Python 定义大型查询字符串列表与从文件中读取

Python defining a list of large query strings vs reading in from a file

我很好奇在 python 中处理大字符串列表时的最佳实践和性能。具体来说,我有一个列表,其中包含不同的 postgreSQL 查询作为字符串,我想知道如何初始化列表的最佳实践。考虑以下两种方法:

方法 1 - 在代码中创建列表:

query_load = [("SELECT val_1, COUNT(*) as frequency "
     "FROM table "
     "GROUP BY val_1 "
     "ORDER BY val_1 ASC"),

     ("SELECT val_2, COUNT(*) as frequency "
     "FROM table "
     "GROUP BY val_2 "
     "ORDER BY val_2 ASC"),

     ("SELECT val_3, COUNT(*) as frequency "
     "FROM table "
     "GROUP BY val_3 "
     "ORDER BY val_3 ASC"),

     ("SELECT val_4, COUNT(*) as frequency "
     "FROM table "
     "GROUP BY val_4 "
     "ORDER BY val_4 ASC"), 
     ... 
      ]

方法 2 - 从文件中将查询读入列表

my_list = [line.rstrip('\n') for line in open("..Desktop/my_queries.txt")]

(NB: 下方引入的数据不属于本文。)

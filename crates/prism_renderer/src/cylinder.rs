//! Capped cylinder around the local Y axis.

use std::f64::consts::PI;

use prism_math::{Aabb, DVec2, DVec3, Interval, Ray, EPSILON};

use crate::hittable::LocalHit;

/// Nearest of up to four candidates: the two caps at `y = +-half_height`
/// and the two roots of the lateral surface whose `|y| <= half_height`.
pub fn hit_cylinder(
    radius: f64,
    half_height: f64,
    ray: &Ray,
    ray_t: Interval,
) -> Option<LocalHit> {
    let mut best: Option<LocalHit> = None;
    let mut window = ray_t;

    let mut consider = |hit: LocalHit, window: &mut Interval| {
        *window = window.with_max(hit.t);
        best = Some(hit);
    };

    // Caps, skipped for rays parallel to them (relative to |D|)
    if ray.direction.y.abs() > EPSILON * ray.direction.length() {
        for (cap_y, normal) in [(half_height, DVec3::Y), (-half_height, -DVec3::Y)] {
            let t = (cap_y - ray.origin.y) / ray.direction.y;
            if !window.surrounds(t) {
                continue;
            }

            let p = ray.at(t);
            if p.x * p.x + p.z * p.z <= radius * radius {
                consider(
                    LocalHit {
                        t,
                        p: DVec3::new(p.x, cap_y, p.z),
                        normal,
                        uv: DVec2::new(
                            (p.x / radius + 1.0) / 2.0,
                            (p.z / radius + 1.0) / 2.0,
                        ),
                    },
                    &mut window,
                );
            }
        }
    }

    // Lateral surface: the quadratic with the Y component projected out
    let a = ray.direction.x * ray.direction.x + ray.direction.z * ray.direction.z;
    if a > 0.0 {
        let h = ray.direction.x * ray.origin.x + ray.direction.z * ray.origin.z;
        let c = ray.origin.x * ray.origin.x + ray.origin.z * ray.origin.z - radius * radius;
        let discriminant = h * h - a * c;

        if discriminant >= 0.0 {
            let sqrtd = discriminant.sqrt();
            for t in [(-h - sqrtd) / a, (-h + sqrtd) / a] {
                if !window.surrounds(t) {
                    continue;
                }

                let p = ray.at(t);
                if p.y.abs() > half_height {
                    continue;
                }

                let normal = DVec3::new(p.x, 0.0, p.z).normalize();
                let phi = (-p.z).atan2(p.x) + PI;
                consider(
                    LocalHit {
                        t,
                        p,
                        normal,
                        uv: DVec2::new(
                            phi / (2.0 * PI),
                            (p.y + half_height) / (2.0 * half_height),
                        ),
                    },
                    &mut window,
                );
            }
        }
    }

    best
}

/// Local bounds of a capped cylinder.
pub fn cylinder_bounds(radius: f64, half_height: f64) -> Aabb {
    Aabb::from_points(
        DVec3::new(-radius, -half_height, -radius),
        DVec3::new(radius, half_height, radius),
    )
}
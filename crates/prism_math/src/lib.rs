//! Prism math - double precision vectors, rays, intervals, bounding boxes
//! and object transforms shared by the scene description and the renderer.

// Re-export glam for convenience
pub use glam::*;

mod aabb;
mod camera;
mod error;
mod interval;
mod ray;
mod transform;

pub use aabb::Aabb;
pub use camera::{Camera, CameraBasis};
pub use error::{MathError, MathResult};
pub use interval::Interval;
pub use ray::Ray;
pub use transform::Transform;

/// Smallest ray parameter accepted by scene queries, and the tolerance used
/// to reject rays running parallel to a plane.
pub const EPSILON: f64 = 1e-6;

#[cfg(test)]
mod tests {
    use super::*;

    #[test]
    fn test_dvec3_operations() {
        let a = DVec3::new(1.0, 2.0, 3.0);
        let b = DVec3::new(4.0, 5.0, 6.0);
        assert_eq!(a + b, DVec3::new(5.0, 7.0, 9.0));
        assert_eq!(a.dot(b), 32.0);
    }
}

就可读性和代码行数而言,方法 2 似乎是更好的选择,但我希望与最佳实践保持一致。此外,将文件逐行读取到列表中会导致性能变差(非常小的数量)吗?

只需使用一个triple-quoted字符串; SQL 不会关心用于使您的 Python 源代码可读的空格。

query_load = [
    """
    SELECT val_1, COUNT(*) as frequency
    FROM table
    GROUP BY val_1
    ORDER BY val_1 ASC
    """,

    """
    SELECT val_2, COUNT(*) as frequency
    FROM table
    GROUP BY val_2
    ORDER BY val_2 ASC
    """,

    # etc
]

您是 hard-code 查询还是从外部文件中读取它们实际上是一个单独的问题,与源代码的外观仅略有相关。